The wise man will be able to discern when a risk is not worth taking. In this instance Paul, who had already been ship wrecked three times, showed sound judgment. It is foolish to put lives in danger. One of the stupidest decisions I ever made was to take a group of sixth formers up Grisedale Pyke in the Lake District after a snowstorm. Our route took us over Eel Crag. As I trudged with my students towards the high-level col at the head of two valleys I met a party of well-equipped, rugged, bearded, mountain walkers who said, "You can't go that way - it is too dangerous." I couldn't face going back. I decided to take a chance. The walk across Eel Crag was the most hair-raising thing I have ever done. The wind was so strong it blew maps and clip boards from our grasp and completely disorientated the two girls in the party. It was very difficult to stay up right. It is only by the grace of God that no one was blown off the ridge.
(3) Reacting decisively to danger.
So it remains. When natural disasters strike superhuman efforts are made to rescue the endangered. No expense is spared. No one counts the cost. Life is precious. The value of life, the princely gift of God, is emphatically reaffirmed by all those who work in the emergency services.
Luke records that after 14 days of stormy seas we finally gave up hope of being saved. v20. They had lost all control of the boat. It was just drifting before the wind. They had experienced the bleakest conditions - howling wind, rain, tumultuous waves and salt spray for a fortnight. Everyone was hungry. No proper meal had been eaten since the onset of the gale. The ships company were totally disorientated. No one knew where they were. Neither sun nor stars appeared for many days.
It is impossible to think straight in these conditions. A few years ago I was walking in the chalk downs fringing the Vale of Pewsey in Wiltshire when the heavens opened and rain fell in buckets. The rain soaked my map, it obscured my vision and it hammered down upon my waterproofs. It wasn't long before I mistook a ridge on my sodden map for a valley and got thoroughly confused. I ended up not knowing where I was. So how must the poor folk on the stricken cargo ship have felt? It is easy to understand how they gave up hope and expected to die.
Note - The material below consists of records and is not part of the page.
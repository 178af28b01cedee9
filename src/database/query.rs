use serde_json::Value;

use super::path::CollectionRef;

/// Field path that orders or filters by document id.
pub const DOCUMENT_ID: &str = "__name__";

/// Comparison operators a document query can express.
#[derive(Debug, Clone, Copy, PartialEq, Eq)]
pub enum FilterOp {
    Eq,
    Ne,
    Lt,
    Lte,
    Gt,
    Gte,
    In,
    NotIn,
    ArrayContains,
    ArrayContainsAny,
}

impl FilterOp {
    pub fn from_symbol(symbol: &str) -> Option<Self> {
        Some(match symbol {
            "==" => FilterOp::Eq,
            "!=" => FilterOp::Ne,
            "<" => FilterOp::Lt,
            "<=" => FilterOp::Lte,
            ">" => FilterOp::Gt,
            ">=" => FilterOp::Gte,
            "in" => FilterOp::In,
            "not-in" => FilterOp::NotIn,
            "array-contains" => FilterOp::ArrayContains,
            "array-contains-any" => FilterOp::ArrayContainsAny,
            _ => return None,
        })
    }

    pub fn symbol(&self) -> &'static str {
        match self {
            FilterOp::Eq => "==",
            FilterOp::Ne => "!=",
            FilterOp::Lt => "<",
            FilterOp::Lte => "<=",
            FilterOp::Gt => ">",
            FilterOp::Gte => ">=",
            FilterOp::In => "in",
            FilterOp::NotIn => "not-in",
            FilterOp::ArrayContains => "array-contains",
            FilterOp::ArrayContainsAny => "array-contains-any",
        }
    }

    /// Operators whose operand is a list of candidates.
    pub fn takes_list(&self) -> bool {
        matches!(self, FilterOp::In | FilterOp::NotIn | FilterOp::ArrayContainsAny)
    }
}

#[derive(Debug, Clone, Copy, PartialEq, Eq, Default)]
pub enum Direction {
    #[default]
    Ascending,
    Descending,
}

impl Direction {
    /// `"DESCENDING"` (exact, case-sensitive) is descending; every other label,
    /// including `"descending"`, is ascending.
    pub fn from_label(label: &str) -> Self {
        if label == "DESCENDING" {
            Direction::Descending
        } else {
            Direction::Ascending
        }
    }

    pub fn is_label(label: &str) -> bool {
        label == "ASCENDING" || label == "DESCENDING"
    }
}

#[derive(Debug, Clone, PartialEq)]
pub struct FieldFilter {
    pub field: String,
    pub op: FilterOp,
    pub value: Value,
}

#[derive(Debug, Clone, PartialEq)]
pub struct OrderBy {
    pub field: String,
    pub direction: Direction,
}

/// A query over one collection. Filters combine with AND.
#[derive(Debug, Clone, PartialEq)]
pub struct Query {
    parent: CollectionRef,
    filters: Vec<FieldFilter>,
    orders: Vec<OrderBy>,
    offset: Option<usize>,
    limit: Option<usize>,
}

impl Query {
    pub fn new(parent: CollectionRef) -> Self {
        Self {
            parent,
            filters: vec![],
            orders: vec![],
            offset: None,
            limit: None,
        }
    }

    pub fn filter(mut self, field: impl Into<String>, op: FilterOp, value: Value) -> Self {
        self.filters.push(FieldFilter {
            field: field.into(),
            op,
            value,
        });
        self
    }

    pub fn order_by(mut self, field: impl Into<String>, direction: Direction) -> Self {
        self.orders.push(OrderBy {
            field: field.into(),
            direction,
        });
        self
    }

    pub fn offset(mut self, offset: usize) -> Self {
        self.offset = Some(offset);
        self
    }

    pub fn limit(mut self, limit: usize) -> Self {
        self.limit = Some(limit);
        self
    }

    pub fn parent(&self) -> &CollectionRef {
        &self.parent
    }

    pub fn filters(&self) -> &[FieldFilter] {
        &self.filters
    }

    pub fn orders(&self) -> &[OrderBy] {
        &self.orders
    }

    pub fn offset_value(&self) -> Option<usize> {
        self.offset
    }

    pub fn limit_value(&self) -> Option<usize> {
        self.limit
    }
}

#[cfg(test)]
mod tests {
    use super::*;

    #[test]
    fn symbols_round_trip() {
        for symbol in ["==", "!=", "<", "<=", ">", ">=", "in", "not-in", "array-contains", "array-contains-any"] {
            let op = FilterOp::from_symbol(symbol).unwrap();
            assert_eq!(op.symbol(), symbol);
        }
        assert_eq!(FilterOp::from_symbol("=~"), None);
    }

    #[test]
    fn direction_labels_are_case_sensitive() {
        assert_eq!(Direction::from_label("DESCENDING"), Direction::Descending);
        assert_eq!(Direction::from_label("descending"), Direction::Ascending);
        assert_eq!(Direction::from_label("ASCENDING"), Direction::Ascending);
        assert_eq!(Direction::from_label("sideways"), Direction::Ascending);
    }
}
But one of the passengers had hope. Paul said, "Be of good cheer." v22and24. AV. Keep up your courage. NIV. I like be of good cheer best! The apostle used a medical term - the sort of thing a doctor might say to keep a patient's spirits up. Why had Paul hope? Pastor Alan Carr of Calvary Baptist Church in Lenoir, reckons he had four anchors of the soul. As the boat was finally secured off the island of Malta by four anchors so Paul had four anchors that kept his soul: Steadfast and sure while the billows roll. Priscilla J Owens poses a question in the second verse of her well known hymn:
Paul was able to say: "Last night an angel of God whose I am and whom I serve stood beside me ... v24. There is nothing more reassuring when in grave peril than to be conscious of the presence of God. David was able to say: Even though I walk through the valley of the shadow of death I will fear no evil for you are with me. Psalm23v4. Stephen but a few moments before the stones began to fly said: "Look, I see heaven open and the Son of Man standing at the right hand of God." Acts7v56.
I like Corrie ten Boom's testimony to the presence of Jesus in her watch repairing work: When my hand was not steady and I had to do a very exacting piece of work like putting a frail part of a watch - the balance, for instance - into the movement, I prayed, 'Lord Jesus will You lay Your hand on my hand?' He always did, and our joined hands worked securely. Jesus never fails us for a moment.
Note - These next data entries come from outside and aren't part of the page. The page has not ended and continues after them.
#![allow(dead_code)]

use std::sync::Arc;

use anyhow::{Context, Result};
use chrono::{Duration, Utc};
use jsonwebtoken::{encode, EncodingKey, Header};
use serde_json::{json, Value};
use tokio::task::JoinHandle;

use firerest::auth::{JwtVerifier, TokenVerifier};
use firerest::config::{AppConfig, VerificationMode};
use firerest::database::{DocumentDatabase, InMemoryDatabase};
use firerest::middleware::Authentication;
use firerest::resource::DocumentResource;
use firerest::server::{self, DEFAULT_MOUNT};

pub const SECRET: &str = "integration-test-secret";

/// In-process server on a free port, torn down on drop
pub struct TestServer {
    pub port: u16,
    pub base_url: String,
    pub db: InMemoryDatabase,
    pub verifier: Arc<JwtVerifier>,
    handle: JoinHandle<()>,
}

impl TestServer {
    /// The demo `user` resource at `/users`
    pub async fn start() -> Result<Self> {
        Self::start_with(server::user_resource, VerificationMode::RevocationChecked).await
    }

    pub async fn start_with<F>(resource: F, mode: VerificationMode) -> Result<Self>
    where
        F: FnOnce(Arc<dyn DocumentDatabase>) -> DocumentResource,
    {
        // Pick an unused port for isolation
        let port = portpicker::pick_unused_port().context("failed to pick free port")?;
        let base_url = format!("http://127.0.0.1:{}", port);

        let mut config = AppConfig::from_env();
        config.auth.jwt_secret = SECRET.to_string();
        config.auth.verification_mode = mode;
        config.server.enable_request_logging = false;

        let db = InMemoryDatabase::new();
        let verifier = Arc::new(JwtVerifier::new(SECRET));
        let auth = Authentication::new(verifier.clone() as Arc<dyn TokenVerifier>, mode);
        let app = server::app(&config, auth, resource(Arc::new(db.clone())), DEFAULT_MOUNT);

        let listener = tokio::net::TcpListener::bind(("127.0.0.1", port))
            .await
            .with_context(|| format!("failed to bind {}", base_url))?;
        let handle = tokio::spawn(async move {
            let _ = axum::serve(listener, app).await;
        });

        Ok(Self {
            port,
            base_url,
            db,
            verifier,
            handle,
        })
    }

    pub fn url(&self, path: &str) -> String {
        format!("{}{}", self.base_url, path)
    }
}

impl Drop for TestServer {
    fn drop(&mut self) {
        self.handle.abort();
    }
}

/// HS256 token for `uid` with `role`, issued a few seconds ago
pub fn token(uid: &str, role: &str) -> String {
    sign(json!({"sub": uid, "role": role}))
}

pub fn sign(mut claims: Value) -> String {
    let now = Utc::now();
    if let Some(map) = claims.as_object_mut() {
        map.entry("iat").or_insert_with(|| json!((now - Duration::seconds(5)).timestamp()));
        map.entry("exp")
            .or_insert_with(|| json!((now + Duration::hours(1)).timestamp()));
    }
    encode(&Header::default(), &claims, &EncodingKey::from_secret(SECRET.as_bytes()))
        .expect("sign token")
}

/// Client that sends `Authorization: Bearer <token>` on every request
pub fn client_with_token(token: &str) -> Result<reqwest::Client> {
    let mut headers = reqwest::header::HeaderMap::new();
    headers.insert(
        reqwest::header::AUTHORIZATION,
        format!("Bearer {}", token).parse().context("invalid token header")?,
    );
    Ok(reqwest::Client::builder().default_headers(headers).build()?)
}

pub fn user_client() -> Result<reqwest::Client> {
    client_with_token(&token("alice", "user"))
}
(2) The Providence of God.
Secondly, if God has a purpose for us he will see that we fulfil it. I believe that it was in the will and purpose of God that I provided a home for my parents when my father retired from the ministry and that later, after my mother's death, I cared for my father. I do not think that I would have done either if I had not returned to live at home after qualifying as a teacher. The year I qualified Mr Rayner, the long serving Geography master at my old grammar school, retired and my former headmaster, Mr R.W. Elliot, wrote and offered me his job. This could never have happened but for a mistake I made years before. Mrs Gibbs, my primary school teacher, put me in for the 11 plus examination a year early because, I suppose, she thought that I was a bright boy. At the start of the Mathematics exam the supervisor gave out the papers and said, "Don't turn over until I tell you." She then gave the order, "You may commence." I answered the questions on the first side of the paper and then waited to be told to turn over the page. I waited, and waited, and waited. I was a very obedient little boy. I realised too late that the other children were turning over the pages of their booklet. The supervisor meant, of course, do not turn over the paper and start until I tell you. I failed the 11 plus on that first occasion and but for that I would have commenced my teaching career the year before Mr Rayner retired. I would have taken a job wherever I could. My life would have been completely different.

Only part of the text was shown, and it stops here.